WHAT TO WORK ON
Copy every line of the records that includes the word "StepSize".
[[ PROVIDED RECORDS open ]]
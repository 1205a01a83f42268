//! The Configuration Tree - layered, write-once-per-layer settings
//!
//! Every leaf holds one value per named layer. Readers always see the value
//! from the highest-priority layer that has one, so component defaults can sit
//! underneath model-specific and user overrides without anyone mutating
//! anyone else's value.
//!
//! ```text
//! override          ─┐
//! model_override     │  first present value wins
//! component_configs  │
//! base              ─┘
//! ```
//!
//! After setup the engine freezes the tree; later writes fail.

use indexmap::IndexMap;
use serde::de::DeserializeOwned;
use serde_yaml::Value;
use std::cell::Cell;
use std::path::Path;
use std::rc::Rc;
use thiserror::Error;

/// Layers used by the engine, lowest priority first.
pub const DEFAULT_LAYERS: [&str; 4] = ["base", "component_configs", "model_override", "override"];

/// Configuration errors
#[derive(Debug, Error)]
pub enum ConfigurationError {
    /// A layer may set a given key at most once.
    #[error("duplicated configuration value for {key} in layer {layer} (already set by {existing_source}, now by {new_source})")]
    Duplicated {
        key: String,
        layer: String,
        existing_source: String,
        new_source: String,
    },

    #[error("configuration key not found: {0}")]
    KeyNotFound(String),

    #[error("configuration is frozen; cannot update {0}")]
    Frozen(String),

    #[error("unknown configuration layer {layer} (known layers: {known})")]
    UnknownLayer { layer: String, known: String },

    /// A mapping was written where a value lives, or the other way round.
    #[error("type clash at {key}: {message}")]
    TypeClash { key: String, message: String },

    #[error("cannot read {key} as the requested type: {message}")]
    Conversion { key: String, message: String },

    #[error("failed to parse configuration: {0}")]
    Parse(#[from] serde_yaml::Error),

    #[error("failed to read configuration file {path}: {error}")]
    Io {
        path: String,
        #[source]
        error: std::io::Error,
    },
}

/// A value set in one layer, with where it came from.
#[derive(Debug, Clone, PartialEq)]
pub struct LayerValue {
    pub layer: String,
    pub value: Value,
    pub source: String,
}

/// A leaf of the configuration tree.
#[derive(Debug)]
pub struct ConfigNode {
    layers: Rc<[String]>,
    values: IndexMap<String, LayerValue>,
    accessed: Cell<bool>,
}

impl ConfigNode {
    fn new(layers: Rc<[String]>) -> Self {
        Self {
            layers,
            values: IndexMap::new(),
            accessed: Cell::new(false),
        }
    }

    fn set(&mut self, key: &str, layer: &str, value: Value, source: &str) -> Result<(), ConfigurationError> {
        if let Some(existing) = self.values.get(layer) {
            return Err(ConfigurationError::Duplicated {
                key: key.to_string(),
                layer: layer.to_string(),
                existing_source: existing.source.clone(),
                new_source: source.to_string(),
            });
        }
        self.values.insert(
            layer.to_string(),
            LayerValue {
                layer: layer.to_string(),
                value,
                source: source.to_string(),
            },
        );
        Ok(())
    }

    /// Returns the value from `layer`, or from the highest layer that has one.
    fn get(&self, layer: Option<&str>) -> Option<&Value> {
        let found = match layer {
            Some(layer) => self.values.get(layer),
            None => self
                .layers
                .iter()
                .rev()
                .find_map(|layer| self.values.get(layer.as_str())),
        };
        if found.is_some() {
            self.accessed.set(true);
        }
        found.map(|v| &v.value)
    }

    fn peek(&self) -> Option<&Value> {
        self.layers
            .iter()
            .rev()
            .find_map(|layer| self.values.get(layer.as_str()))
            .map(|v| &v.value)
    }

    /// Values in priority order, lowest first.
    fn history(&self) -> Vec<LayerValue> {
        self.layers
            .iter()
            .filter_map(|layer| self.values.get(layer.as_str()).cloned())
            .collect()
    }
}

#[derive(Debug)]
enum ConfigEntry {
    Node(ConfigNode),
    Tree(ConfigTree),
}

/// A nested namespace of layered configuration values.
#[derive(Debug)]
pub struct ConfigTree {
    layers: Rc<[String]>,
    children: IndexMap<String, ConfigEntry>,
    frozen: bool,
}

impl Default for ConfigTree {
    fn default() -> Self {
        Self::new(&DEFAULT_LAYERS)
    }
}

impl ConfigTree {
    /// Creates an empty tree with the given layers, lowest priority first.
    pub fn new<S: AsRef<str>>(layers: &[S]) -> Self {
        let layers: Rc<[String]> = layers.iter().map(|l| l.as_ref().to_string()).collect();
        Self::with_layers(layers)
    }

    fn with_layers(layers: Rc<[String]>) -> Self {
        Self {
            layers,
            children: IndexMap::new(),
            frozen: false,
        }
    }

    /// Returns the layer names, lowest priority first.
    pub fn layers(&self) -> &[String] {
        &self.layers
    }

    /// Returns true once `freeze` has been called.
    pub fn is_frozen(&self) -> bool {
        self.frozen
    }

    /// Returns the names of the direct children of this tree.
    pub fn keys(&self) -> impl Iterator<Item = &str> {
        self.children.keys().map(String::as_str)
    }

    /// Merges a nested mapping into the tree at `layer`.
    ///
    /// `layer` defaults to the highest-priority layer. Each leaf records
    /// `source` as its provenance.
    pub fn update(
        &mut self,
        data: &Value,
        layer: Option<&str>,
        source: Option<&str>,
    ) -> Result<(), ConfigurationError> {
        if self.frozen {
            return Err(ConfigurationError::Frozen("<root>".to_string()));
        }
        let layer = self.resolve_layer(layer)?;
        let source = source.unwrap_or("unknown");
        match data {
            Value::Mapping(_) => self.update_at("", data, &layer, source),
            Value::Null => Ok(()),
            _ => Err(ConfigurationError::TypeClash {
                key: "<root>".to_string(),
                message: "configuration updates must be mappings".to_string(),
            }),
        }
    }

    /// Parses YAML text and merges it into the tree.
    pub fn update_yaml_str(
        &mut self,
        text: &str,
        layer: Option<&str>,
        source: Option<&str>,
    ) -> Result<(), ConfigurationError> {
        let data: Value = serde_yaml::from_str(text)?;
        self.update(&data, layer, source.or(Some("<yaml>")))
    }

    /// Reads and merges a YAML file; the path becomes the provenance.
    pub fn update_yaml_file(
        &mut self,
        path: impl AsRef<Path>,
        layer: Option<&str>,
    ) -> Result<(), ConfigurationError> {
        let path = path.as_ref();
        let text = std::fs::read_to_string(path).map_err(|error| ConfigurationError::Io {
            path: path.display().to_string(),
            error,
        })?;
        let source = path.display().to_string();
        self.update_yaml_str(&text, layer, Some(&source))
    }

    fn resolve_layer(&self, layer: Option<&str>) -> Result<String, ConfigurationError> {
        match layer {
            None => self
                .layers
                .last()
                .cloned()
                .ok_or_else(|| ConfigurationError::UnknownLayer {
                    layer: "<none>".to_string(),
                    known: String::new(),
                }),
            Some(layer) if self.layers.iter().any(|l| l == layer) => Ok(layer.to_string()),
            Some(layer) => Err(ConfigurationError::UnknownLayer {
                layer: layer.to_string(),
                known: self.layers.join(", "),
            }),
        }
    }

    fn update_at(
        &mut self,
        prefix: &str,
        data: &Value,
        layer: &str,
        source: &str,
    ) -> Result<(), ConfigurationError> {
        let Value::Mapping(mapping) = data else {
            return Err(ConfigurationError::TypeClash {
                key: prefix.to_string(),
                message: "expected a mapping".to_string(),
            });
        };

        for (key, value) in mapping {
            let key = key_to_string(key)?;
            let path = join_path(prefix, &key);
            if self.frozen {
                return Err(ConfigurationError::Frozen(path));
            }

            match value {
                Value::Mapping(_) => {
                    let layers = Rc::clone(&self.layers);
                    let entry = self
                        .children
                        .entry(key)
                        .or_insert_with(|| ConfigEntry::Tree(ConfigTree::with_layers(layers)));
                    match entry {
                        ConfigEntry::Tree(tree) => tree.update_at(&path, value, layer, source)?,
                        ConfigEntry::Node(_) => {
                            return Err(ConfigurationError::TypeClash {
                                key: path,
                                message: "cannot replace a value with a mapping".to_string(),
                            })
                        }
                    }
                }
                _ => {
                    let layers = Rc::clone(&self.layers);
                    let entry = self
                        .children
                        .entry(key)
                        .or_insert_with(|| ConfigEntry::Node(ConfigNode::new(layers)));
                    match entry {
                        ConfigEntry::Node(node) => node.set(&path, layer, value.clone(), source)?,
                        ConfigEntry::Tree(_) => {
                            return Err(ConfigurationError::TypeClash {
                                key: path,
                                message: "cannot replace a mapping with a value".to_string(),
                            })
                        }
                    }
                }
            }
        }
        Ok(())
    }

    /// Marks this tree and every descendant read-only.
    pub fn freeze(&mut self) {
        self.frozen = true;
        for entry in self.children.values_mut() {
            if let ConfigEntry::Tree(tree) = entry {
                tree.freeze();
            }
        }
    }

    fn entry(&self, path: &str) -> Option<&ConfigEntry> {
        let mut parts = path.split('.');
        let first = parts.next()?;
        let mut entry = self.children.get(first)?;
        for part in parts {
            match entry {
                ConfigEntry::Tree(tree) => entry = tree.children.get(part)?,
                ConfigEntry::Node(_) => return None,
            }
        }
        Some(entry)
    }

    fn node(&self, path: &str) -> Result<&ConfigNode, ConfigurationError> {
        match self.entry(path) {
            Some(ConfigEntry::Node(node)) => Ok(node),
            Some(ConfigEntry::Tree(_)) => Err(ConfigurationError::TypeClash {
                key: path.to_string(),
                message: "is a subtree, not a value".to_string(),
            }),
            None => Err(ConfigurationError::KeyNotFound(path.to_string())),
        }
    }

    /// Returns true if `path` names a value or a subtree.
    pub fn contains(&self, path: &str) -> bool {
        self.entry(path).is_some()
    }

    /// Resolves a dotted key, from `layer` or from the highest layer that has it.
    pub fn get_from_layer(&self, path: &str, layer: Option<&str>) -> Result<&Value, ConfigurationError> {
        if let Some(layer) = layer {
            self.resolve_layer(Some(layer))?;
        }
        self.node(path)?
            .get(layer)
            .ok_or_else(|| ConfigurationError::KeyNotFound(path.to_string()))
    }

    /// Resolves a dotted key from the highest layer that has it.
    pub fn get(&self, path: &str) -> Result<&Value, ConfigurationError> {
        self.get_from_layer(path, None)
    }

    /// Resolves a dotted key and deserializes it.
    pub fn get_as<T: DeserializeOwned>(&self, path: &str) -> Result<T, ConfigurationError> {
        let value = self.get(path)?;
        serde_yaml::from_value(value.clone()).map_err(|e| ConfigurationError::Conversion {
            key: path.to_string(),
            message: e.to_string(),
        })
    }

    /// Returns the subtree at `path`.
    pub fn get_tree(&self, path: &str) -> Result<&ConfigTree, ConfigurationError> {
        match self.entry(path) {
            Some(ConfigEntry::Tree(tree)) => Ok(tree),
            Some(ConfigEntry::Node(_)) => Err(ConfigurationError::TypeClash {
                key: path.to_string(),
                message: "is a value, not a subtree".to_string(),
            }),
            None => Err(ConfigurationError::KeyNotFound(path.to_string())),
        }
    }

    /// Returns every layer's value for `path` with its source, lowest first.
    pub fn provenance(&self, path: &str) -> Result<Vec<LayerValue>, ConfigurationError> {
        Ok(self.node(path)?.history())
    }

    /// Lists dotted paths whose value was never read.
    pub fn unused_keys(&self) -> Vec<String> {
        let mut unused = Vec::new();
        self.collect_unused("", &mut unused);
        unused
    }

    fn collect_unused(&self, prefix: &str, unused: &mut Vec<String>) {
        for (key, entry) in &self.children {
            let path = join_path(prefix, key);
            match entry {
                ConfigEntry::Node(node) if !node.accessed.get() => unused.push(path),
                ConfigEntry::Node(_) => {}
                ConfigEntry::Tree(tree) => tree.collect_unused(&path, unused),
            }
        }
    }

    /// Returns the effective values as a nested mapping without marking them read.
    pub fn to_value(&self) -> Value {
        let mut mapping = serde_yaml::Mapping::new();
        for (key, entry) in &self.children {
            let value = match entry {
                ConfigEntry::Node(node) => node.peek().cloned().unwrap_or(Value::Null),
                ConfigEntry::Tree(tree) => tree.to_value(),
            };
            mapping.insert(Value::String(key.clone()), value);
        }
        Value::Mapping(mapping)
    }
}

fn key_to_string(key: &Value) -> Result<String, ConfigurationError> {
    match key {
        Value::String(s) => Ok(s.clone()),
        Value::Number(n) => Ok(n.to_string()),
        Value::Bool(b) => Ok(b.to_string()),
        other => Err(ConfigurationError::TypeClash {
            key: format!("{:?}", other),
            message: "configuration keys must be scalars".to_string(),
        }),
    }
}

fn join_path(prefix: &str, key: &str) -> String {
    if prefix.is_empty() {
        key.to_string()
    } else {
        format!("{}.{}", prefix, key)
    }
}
[[ PROVIDED RECORDS closed ]]
[[ PROVIDED RECORDS open ]]
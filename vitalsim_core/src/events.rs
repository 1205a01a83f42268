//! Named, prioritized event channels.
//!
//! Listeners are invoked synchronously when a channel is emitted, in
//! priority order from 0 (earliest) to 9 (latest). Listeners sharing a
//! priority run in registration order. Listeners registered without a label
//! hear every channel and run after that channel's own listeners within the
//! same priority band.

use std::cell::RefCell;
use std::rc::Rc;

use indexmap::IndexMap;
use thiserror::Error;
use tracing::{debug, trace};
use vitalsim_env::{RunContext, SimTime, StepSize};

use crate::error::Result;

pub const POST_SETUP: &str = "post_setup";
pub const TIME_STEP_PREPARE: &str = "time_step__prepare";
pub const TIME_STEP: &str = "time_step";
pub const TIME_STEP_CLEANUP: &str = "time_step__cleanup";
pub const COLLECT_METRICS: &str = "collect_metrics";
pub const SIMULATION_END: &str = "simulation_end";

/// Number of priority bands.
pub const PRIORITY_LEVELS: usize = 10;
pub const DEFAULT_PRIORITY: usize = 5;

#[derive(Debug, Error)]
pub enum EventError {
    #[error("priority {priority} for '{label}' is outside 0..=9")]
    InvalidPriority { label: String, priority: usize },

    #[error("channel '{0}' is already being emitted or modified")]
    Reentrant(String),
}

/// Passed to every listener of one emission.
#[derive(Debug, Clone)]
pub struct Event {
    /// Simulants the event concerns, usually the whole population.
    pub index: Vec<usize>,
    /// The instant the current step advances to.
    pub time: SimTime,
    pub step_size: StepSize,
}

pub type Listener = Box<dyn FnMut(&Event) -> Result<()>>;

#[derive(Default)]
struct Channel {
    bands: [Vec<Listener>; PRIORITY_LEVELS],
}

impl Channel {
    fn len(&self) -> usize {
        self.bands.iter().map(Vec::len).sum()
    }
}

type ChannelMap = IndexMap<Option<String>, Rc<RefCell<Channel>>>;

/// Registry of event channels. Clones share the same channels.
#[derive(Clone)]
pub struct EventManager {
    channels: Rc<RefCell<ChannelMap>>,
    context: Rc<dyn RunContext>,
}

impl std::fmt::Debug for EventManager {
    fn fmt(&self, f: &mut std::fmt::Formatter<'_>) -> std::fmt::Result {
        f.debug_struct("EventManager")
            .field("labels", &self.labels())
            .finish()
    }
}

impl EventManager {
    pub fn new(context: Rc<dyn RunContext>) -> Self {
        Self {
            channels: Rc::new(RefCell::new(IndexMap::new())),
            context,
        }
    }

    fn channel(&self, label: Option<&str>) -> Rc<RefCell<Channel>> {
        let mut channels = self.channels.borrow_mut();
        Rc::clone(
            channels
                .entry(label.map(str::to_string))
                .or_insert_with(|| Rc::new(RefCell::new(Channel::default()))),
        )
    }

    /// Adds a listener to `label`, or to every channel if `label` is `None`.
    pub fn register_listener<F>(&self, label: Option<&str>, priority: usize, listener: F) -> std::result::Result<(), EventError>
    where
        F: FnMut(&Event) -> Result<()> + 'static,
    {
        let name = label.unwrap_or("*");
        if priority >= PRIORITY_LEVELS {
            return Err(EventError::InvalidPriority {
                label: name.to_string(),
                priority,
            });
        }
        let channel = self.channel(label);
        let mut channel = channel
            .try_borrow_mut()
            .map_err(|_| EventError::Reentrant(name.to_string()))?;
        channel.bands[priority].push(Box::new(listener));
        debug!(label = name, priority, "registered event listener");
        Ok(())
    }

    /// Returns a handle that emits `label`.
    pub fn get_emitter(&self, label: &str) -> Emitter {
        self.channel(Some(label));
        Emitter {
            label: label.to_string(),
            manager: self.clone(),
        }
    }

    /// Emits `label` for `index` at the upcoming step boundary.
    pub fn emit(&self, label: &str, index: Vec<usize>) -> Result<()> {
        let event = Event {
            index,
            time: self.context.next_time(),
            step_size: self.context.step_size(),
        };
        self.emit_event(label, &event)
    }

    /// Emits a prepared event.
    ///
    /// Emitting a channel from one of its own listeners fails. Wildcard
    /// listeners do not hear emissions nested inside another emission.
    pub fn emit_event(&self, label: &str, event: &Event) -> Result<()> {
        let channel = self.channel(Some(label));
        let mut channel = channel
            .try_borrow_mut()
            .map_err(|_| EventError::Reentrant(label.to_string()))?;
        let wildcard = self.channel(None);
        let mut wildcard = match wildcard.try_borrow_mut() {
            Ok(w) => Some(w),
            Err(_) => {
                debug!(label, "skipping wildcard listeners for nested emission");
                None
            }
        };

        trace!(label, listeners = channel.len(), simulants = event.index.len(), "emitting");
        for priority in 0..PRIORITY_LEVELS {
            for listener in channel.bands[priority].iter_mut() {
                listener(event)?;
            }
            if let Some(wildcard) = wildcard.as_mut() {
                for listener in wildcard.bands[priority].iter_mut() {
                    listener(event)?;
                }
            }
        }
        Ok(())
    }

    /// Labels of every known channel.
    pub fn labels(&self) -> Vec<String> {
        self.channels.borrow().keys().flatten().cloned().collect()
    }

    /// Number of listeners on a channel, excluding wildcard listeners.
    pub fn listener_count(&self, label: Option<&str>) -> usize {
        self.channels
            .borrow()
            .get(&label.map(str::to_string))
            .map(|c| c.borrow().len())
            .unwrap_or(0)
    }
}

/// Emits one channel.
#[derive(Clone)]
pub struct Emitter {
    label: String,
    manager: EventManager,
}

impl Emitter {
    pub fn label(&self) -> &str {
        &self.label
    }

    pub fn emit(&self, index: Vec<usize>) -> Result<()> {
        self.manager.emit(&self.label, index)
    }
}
[[ PROVIDED RECORDS closed ]]
REPLY TO THE TASK
use vitalsim_env::{RunContext, SimTime, StepSize};
    pub step_size: StepSize,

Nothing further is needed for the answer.